Di luar PDIP yang tanpa teman pun sudah memenuhi syarat Pilpres, dan namun punya banyak kader yang pantas dicapreskan. Di sana hanya tinggal PKS, Demokrat, dan Nasdem. Menyatukan 3 partai itu bagi kendaraannya butuh keajaiban besar. Dan keajaiban itu kini sedang dikejar.
Baca juga:
- Politik Rekognisi; Pertarungan Tanah Adat dan Identitas Budaya
- Sentimen Identitas di Dunia Politik Masih Akan Marak
Ya, isu identitas dan kemudian bisa diterima oleh banyak pihak seperti Pilgub DKI adalah keajaiban ingin didulang.
“Apakah itu memiliki potensi?”
Kenapa tidak?

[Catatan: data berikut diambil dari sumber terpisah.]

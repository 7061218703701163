use crate::{Hash, MAX_DEPTH, MerkleTreeError, hasher::TreeHasher};

/// Check that `depth` is between 1 and [`MAX_DEPTH`].
pub fn validate_depth(depth: u32) -> Result<(), MerkleTreeError> {
    if !(1..=MAX_DEPTH).contains(&depth) {
        return Err(MerkleTreeError::InvalidDepth(depth));
    }
    Ok(())
}

/// Hashes of all-zero subtrees for every height of a tree.
///
/// Height 0 is the hash of the empty leaf; height `depth` is the root of the
/// empty tree.
#[derive(Debug, Clone, PartialEq, Eq)]
pub struct ZeroHashes {
    hashes: Vec<Hash>,
}

impl ZeroHashes {
    /// Compute the ladder for a tree of `depth` levels whose empty leaf is
    /// `empty_leaf_len` zero bytes.
    pub fn new<H: TreeHasher>(
        hasher: &H,
        depth: u32,
        empty_leaf_len: usize,
    ) -> Result<Self, MerkleTreeError> {
        validate_depth(depth)?;
        let mut hashes = Vec::with_capacity(depth as usize + 1);
        let mut current = hasher.hash_leaf(&vec![0u8; empty_leaf_len]);
        hashes.push(current);
        for _ in 0..depth {
            current = hasher.compress(&current, &current);
            hashes.push(current);
        }
        Ok(ZeroHashes { hashes })
    }

    /// Number of levels below the root.
    pub fn depth(&self) -> u32 {
        (self.hashes.len() - 1) as u32
    }

    /// Hash of an all-zero subtree of the given height, `0..=depth`.
    pub fn at(&self, height: u32) -> &Hash {
        &self.hashes[height as usize]
    }

    /// The ladder proper: zero hashes for heights `0..depth`.
    pub fn ladder(&self) -> &[Hash] {
        &self.hashes[..self.hashes.len() - 1]
    }

    /// Root of the empty tree.
    pub fn empty_root(&self) -> Hash {
        self.hashes[self.hashes.len() - 1]
    }
}
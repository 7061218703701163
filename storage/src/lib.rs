// MIT LICENSE
//
// Copyright (c) 2021 Dash Core Group
//
// Permission is hereby granted, free of charge, to any
// person obtaining a copy of this software and associated
// documentation files (the "Software"), to deal in the
// Software without restriction, including without
// limitation the rights to use, copy, modify, merge,
// publish, distribute, sublicense, and/or sell copies of
// the Software, and to permit persons to whom the Software
// is furnished to do so, subject to the following
// conditions:
//
// The above copyright notice and this permission notice
// shall be included in all copies or substantial portions
// of the Software.
//
// THE SOFTWARE IS PROVIDED "AS IS", WITHOUT WARRANTY OF
// ANY KIND, EXPRESS OR IMPLIED, INCLUDING BUT NOT LIMITED
// TO THE WARRANTIES OF MERCHANTABILITY, FITNESS FOR A
// PARTICULAR PURPOSE AND NONINFRINGEMENT. IN NO EVENT
// SHALL THE AUTHORS OR COPYRIGHT HOLDERS BE LIABLE FOR ANY
// CLAIM, DAMAGES OR OTHER LIABILITY, WHETHER IN AN ACTION
// OF CONTRACT, TORT OR OTHERWISE, ARISING FROM, OUT OF OR
// IN CONNECTION WITH THE SOFTWARE OR THE USE OR OTHER
// DEALINGS IN THE SOFTWARE.

//! Storage for rollupdb.
//!
//! Three key spaces live side by side in every backend: `data` for
//! content-addressed nodes, `aux` for bookkeeping such as reference counts and
//! `meta` for small named records. Writes are grouped into a [`StorageBatch`]
//! and applied atomically by [`StorageContext::commit_batch`].

#![deny(missing_docs)]

mod error;
mod memory_storage;
#[cfg(feature = "rocksdb_storage")]
pub mod rocksdb_storage;
mod storage;

pub use crate::{
    error::Error,
    memory_storage::MemoryStorage,
    storage::{BatchOperation, Column, StorageBatch, StorageBatchIter, StorageContext},
};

Kacau Pilgub DKI justru menyisakan harapan bagi mereka yang hobi membuat belokan dan jebakan. Itu tak mustahil bagi kondisi masyarakat kita saat ini.
“Loh kok?”
Pun pemerintah, atau paling tidak mereka yang diberi wewenang untuk membuat pintar rakyat dari bangsa ini.
Lihat saja, berapa banyak buku-buku dicetak dan namun hanya berisi hoaks tapi tetap boleh diperjual-belikan?
Kisah dan sejarah Borobudur, misalnya. Di sana pembelokan sejarah sedang dibuat bahkan masif, namun tak ada otoritas negara hadir untuk menghentikannya, bukan?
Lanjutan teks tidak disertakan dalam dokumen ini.